Hunt's 2007 Critique of Axe

colewd · August 22, 2018, 12:42am

You’re assuming your conclusion here.

Do the genetic search algorithms you worked with include a target sequence?

I am not sure how you can have a sustainable process that reproduces itself without cell division. Can you describe something here that is testable?

colewd · August 22, 2018, 12:45am

Longer proteins often require chaperones to fold. This is the opposite of your prediction.

swamidass · August 22, 2018, 12:50am

Both viruses and prions are offered as examples of self reproducing entities, at the border of life and non-life. Memes are another example too.

colewd · August 22, 2018, 1:30am

I never am surprised with your resourcefulness Of course these assume the existence of stable self replicating organisms.

swamidass · August 22, 2018, 1:31am

That is missing his point @colewd. And not all longer proteins require chaperones to fold. It is not length that is at issue here.

colewd · August 22, 2018, 2:17am

Fair enough. I wait for him to support his claim that longer proteins are easier to fold then smaller ones.

swamidass · August 22, 2018, 2:21am

That is not what he claimed precisely. He already supported it…

colewd · August 22, 2018, 2:46am

Based on this I agree he did support his claim. Thanks for the correction.

T_aquaticus · August 22, 2018, 4:04pm

That would be a case of moving goal posts. I thought we were talking about the chances of a protein fold forming in random sequence.

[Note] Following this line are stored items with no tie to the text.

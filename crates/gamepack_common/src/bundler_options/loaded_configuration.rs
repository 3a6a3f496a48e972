use serde::{Deserialize, Serialize};

use crate::{BundleConfig, GameMetadata, PartialBundleConfig, PartialGameMetadata};

/// Fully resolved configuration handed to every downstream step.
#[derive(Debug, Clone, PartialEq, Serialize)]
pub struct LoadedConfiguration {
  pub bundler: BundleConfig,
  pub game: GameMetadata,
}

/// Configuration as discovered on disk (`regal.json` or the `regal` key of `package.json`),
/// with package metadata merged into `game`.
#[derive(Debug, Default, Clone, PartialEq, Deserialize)]
#[serde(default)]
pub struct UserConfig {
  pub game: Option<PartialGameMetadata>,
  pub bundler: Option<PartialBundleConfig>,
}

colewd · August 22, 2018, 5:26pm

I understand and I apologize. Can you re calibrate by defining a successful protein fold for this discussion?

T_aquaticus · August 22, 2018, 5:32pm

I am defining it as the formation of something like an alpha helix, and you could probably throw beta sheets in there as well. In other words, the classic secondary protein structures. Ultimately, the presence of these features would need to be determined empirically through x-ray crystallography or other means, but in our case a basic algorithm like SWISS-MODEL can be useful for giving us an idea if there is some potential for protein folding.

Added in edit:

As an illustration, you could check out the structure of the beta-lactamase from mycobacterium here.

colewd · August 22, 2018, 5:38pm

Then I agree with your hypothesis that a longer random sequence is more likely to find some of these structures.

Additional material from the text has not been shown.